• TASK ITEM: Return only what lies between the first line of the entries and the line containing "transition is consumed.", both lines included.

• INPUT RECORDS:
== Segment start ==
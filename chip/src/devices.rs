use {
    crate::{chip8::Status, definitions::keyboard, display::Raster},
    parking_lot::{Condvar, Mutex},
    std::{sync::Arc, time::Duration},
};

#[cfg_attr(test, mockall::automock)]
/// The traits responsible for the display based code
pub trait DisplayCommands {
    /// Will display all from the pixels, together with the machine status
    fn display(&mut self, raster: &Raster, status: &Status);
}

#[cfg_attr(test, mockall::automock)]
/// The keypad as seen by the interpreter.
pub trait Keypad {
    /// Checks if the given key is currently held down.
    fn is_down(&self, key: u8) -> bool;

    /// Will return the key of the last key down transition, if there was
    /// one since the last call. The transition is consumed.
    fn take_key_press(&mut self) -> Option<u8>;
}

/// Will represent the last set key with the previous
/// value.
#[derive(Debug, Clone, Copy, PartialEq, Eq)]
pub struct Key {
    index: usize,
    last: bool,
    current: bool,
}

impl Key {
    fn new(index: usize, last: bool, current: bool) -> Self {
        Self {
            index,
            last,
            current,
        }
    }

    pub fn get_index(&self) -> usize {
        self.index
    }

    pub fn get_last(&self) -> bool {
        self.last
    }

    pub fn get_current(&self) -> bool {
        self.current
    }

    /// Checks if this change was the key going down.
    pub fn is_press(&self) -> bool {
        !self.last && self.current
    }
}

/// Will store the last change to the given keybord
/// and represent the internal keyboard as well
///
/// Input is done with a hex keyboard that has 16 keys ranging `0-F`. The `8`, `4`, `6`, and
/// `2` keys are typically used for directional input. Three opcodes are used to detect input.
/// One skips an instruction if a specific key is pressed, while another does the same if a
/// specific key is not pressed. The third waits for a key press, and then stores it in one of
/// the data registers.
#[derive(Default, Debug, Clone)]
pub struct Keyboard {
    keys: [bool; keyboard::SIZE],
    last: Option<Key>,
    /// The latest key down transition not taken yet, releases leave it alone.
    pending_press: Option<u8>,
}

impl Keyboard {
    pub fn new() -> Self {
        Keyboard::default()
    }

    pub fn toggle_key(&mut self, key: usize) {
        self.set_key(key, !self.keys[key & 0xF])
    }

    /// Will set the state of the given key, only the low nibble of `key`
    /// is used.
    pub fn set_key(&mut self, key: usize, to: bool) {
        let key = key & 0xF;

        // setup last
        let change = Key::new(key, self.keys[key], to);
        if change.is_press() {
            self.pending_press = Some(key as u8);
        }
        self.last = Some(change);

        // write back solution
        self.keys[key] = to;
    }

    pub fn press(&mut self, key: usize) {
        self.set_key(key, true)
    }

    pub fn release(&mut self, key: usize) {
        self.set_key(key, false)
    }

    /// Will overwrite the full keyboard state, this is not a transition
    /// so the last change is forgotten.
    pub fn set_mult(&mut self, keys: &[bool]) {
        assert!(keys.len() == self.keys.len());
        self.keys.copy_from_slice(keys);
        self.last = None;
        self.pending_press = None;
    }

    pub fn get_keys(&self) -> &[bool] {
        &self.keys
    }

    pub fn get_last(&self) -> Option<Key> {
        self.last
    }

    /// Checks if there is a key press that was not taken yet.
    pub fn has_key_press(&self) -> bool {
        self.pending_press.is_some()
    }
}

impl Keypad for Keyboard {
    fn is_down(&self, key: u8) -> bool {
        // only the low nibble names a key
        self.keys[usize::from(key & 0xF)]
    }

    fn take_key_press(&mut self) -> Option<u8> {
        self.pending_press.take()
    }
}

/// A keyboard shared between the thread capturing the input and the
/// interpreter.
#[derive(Default, Debug, Clone)]
pub struct SharedKeyboard {
    inner: Arc<(Mutex<Keyboard>, Condvar)>,
}

impl SharedKeyboard {
    pub fn new() -> Self {
        Self::default()
    }

    /// Will run the closure with the locked keyboard and wake up everybody
    /// waiting for a key afterwards.
    pub fn update<F, R>(&self, func: F) -> R
    where
        F: FnOnce(&mut Keyboard) -> R,
    {
        let (lock, cvar) = &*self.inner;
        let res = func(&mut lock.lock());
        cvar.notify_all();
        res
    }

    pub fn press(&self, key: usize) {
        self.update(|keyboard| keyboard.press(key))
    }

    pub fn release(&self, key: usize) {
        self.update(|keyboard| keyboard.release(key))
    }

    /// A copy of the current key states.
    pub fn get_keys(&self) -> [bool; keyboard::SIZE] {
        self.inner.0.lock().keys
    }

    /// Blocks until the next key press and returns the key.
    pub fn wait_for_next_key(&self) -> u8 {
        let (lock, cvar) = &*self.inner;
        let mut keyboard = lock.lock();
        loop {
            if let Some(key) = keyboard.take_key_press() {
                return key;
            }
            cvar.wait(&mut keyboard);
        }
    }

    /// Blocks until the next key press or until the timeout ran out.
    pub fn wait_for_next_key_timeout(&self, timeout: Duration) -> Option<u8> {
        let (lock, cvar) = &*self.inner;
        let mut keyboard = lock.lock();
        if let Some(key) = keyboard.take_key_press() {
            return Some(key);
        }
        // a spurious wake up just ends the wait early, the caller polls again
        cvar.wait_for(&mut keyboard, timeout);
        keyboard.take_key_press()
    }

    /// Blocks until there is a key press or until the timeout ran out, the
    /// press is left for the interpreter to take.
    pub fn wait_for_press_timeout(&self, timeout: Duration) -> bool {
        let (lock, cvar) = &*self.inner;
        let mut keyboard = lock.lock();
        if !keyboard.has_key_press() {
            cvar.wait_for(&mut keyboard, timeout);
        }
        keyboard.has_key_press()
    }
}

impl Keypad for SharedKeyboard {
    fn is_down(&self, key: u8) -> bool {
        self.inner.0.lock().is_down(key)
    }

    fn take_key_press(&mut self) -> Option<u8> {
        self.inner.0.lock().take_key_press()
    }
}
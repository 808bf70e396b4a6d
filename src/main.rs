mod adapter;
mod definitions;

use std::{
    fs::File,
    path::{Path, PathBuf},
};

use anyhow::Context;
use chip::{definitions::cpu, devices::SharedKeyboard, opcode::disassemble, Session, Settings};
use clap::Parser;

use crate::adapter::{DisplayAdapter, KeyboardAdapter};

/// Runs a CHIP-8 program inside of the terminal.
///
/// The keys `1234`, `qwer`, `asdf` and `zxcv` are the chip keyboard, `Esc` quits.
#[derive(Parser, Debug)]
#[command(version, about)]
struct Args {
    /// The program to run.
    #[arg(value_name = "ROM")]
    rom: PathBuf,

    /// The instruction clock rate, the timers always run at 60 hertz.
    #[arg(long, default_value_t = cpu::HERTZ)]
    hertz: u64,

    /// Where the log is written to, the terminal is taken by the display.
    #[arg(long, value_name = "PATH", default_value = definitions::LOG_FILE)]
    log: PathBuf,

    /// Print the listing of the program and exit.
    #[arg(long, default_value_t = false)]
    disassemble: bool,
}

fn setup_logging(path: &Path) -> anyhow::Result<()> {
    let file = File::create(path)
        .with_context(|| format!("Unable to create the log file {}", path.display()))?;
    env_logger::Builder::from_default_env()
        .target(env_logger::Target::Pipe(Box::new(file)))
        .try_init()
        .context("Unable to initialize the logger")
}

fn main() -> anyhow::Result<()> {
    let args = Args::parse();

    let rom = std::fs::read(&args.rom)
        .with_context(|| format!("Unable to read the rom {}", args.rom.display()))?;

    if args.disassemble {
        for line in disassemble(&rom, cpu::PROGRAM_COUNTER) {
            println!("{}", line);
        }
        return Ok(());
    }

    setup_logging(&args.log)?;
    log::info!("Loaded {} with {} bytes.", args.rom.display(), rom.len());

    let keyboard = SharedKeyboard::new();
    let display = DisplayAdapter::new().context("Unable to set up the terminal")?;
    let settings = Settings { hertz: args.hertz };

    let mut session: Session<DisplayAdapter> =
        Session::new(&rom, keyboard.clone(), display, settings).with_context(|| {
            format!("The rom {} does not fit into memory", args.rom.display())
        })?;

    let stop = session.stop_handle();
    let input = KeyboardAdapter::new(keyboard, stop.clone()).spawn();

    let res = session.run();

    stop.stop();
    if input.join().is_err() {
        log::error!("The input thread panicked.");
    }
    session
        .display_mut()
        .restore()
        .context("Unable to restore the terminal")?;

    if let Err(fault) = res {
        eprintln!("{}", fault);
        eprintln!("{}", session.chip());
        return Err(fault.into());
    }
    Ok(())
}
== Segment end ==
• TASK ANSWER:
filename chip/src/devices.rs
use {
    crate::{chip8::Status, definitions::keyboard, display::Raster},
    parking_lot::{Condvar, Mutex},
    std::{sync::Arc, time::Duration},
};

#[cfg_attr(test, mockall::automock)]
/// The traits responsible for the display based code
pub trait DisplayCommands {
    /// Will display all from the pixels, together with the machine status
    fn display(&mut self, raster: &Raster, status: &Status);
}

#[cfg_attr(test, mockall::automock)]
/// The keypad as seen by the interpreter.
pub trait Keypad {
    /// Checks if the given key is currently held down.
    fn is_down(&self, key: u8) -> bool;

    /// Will return the key of the last key down transition, if there was
    /// one since the last call. The transition is consumed.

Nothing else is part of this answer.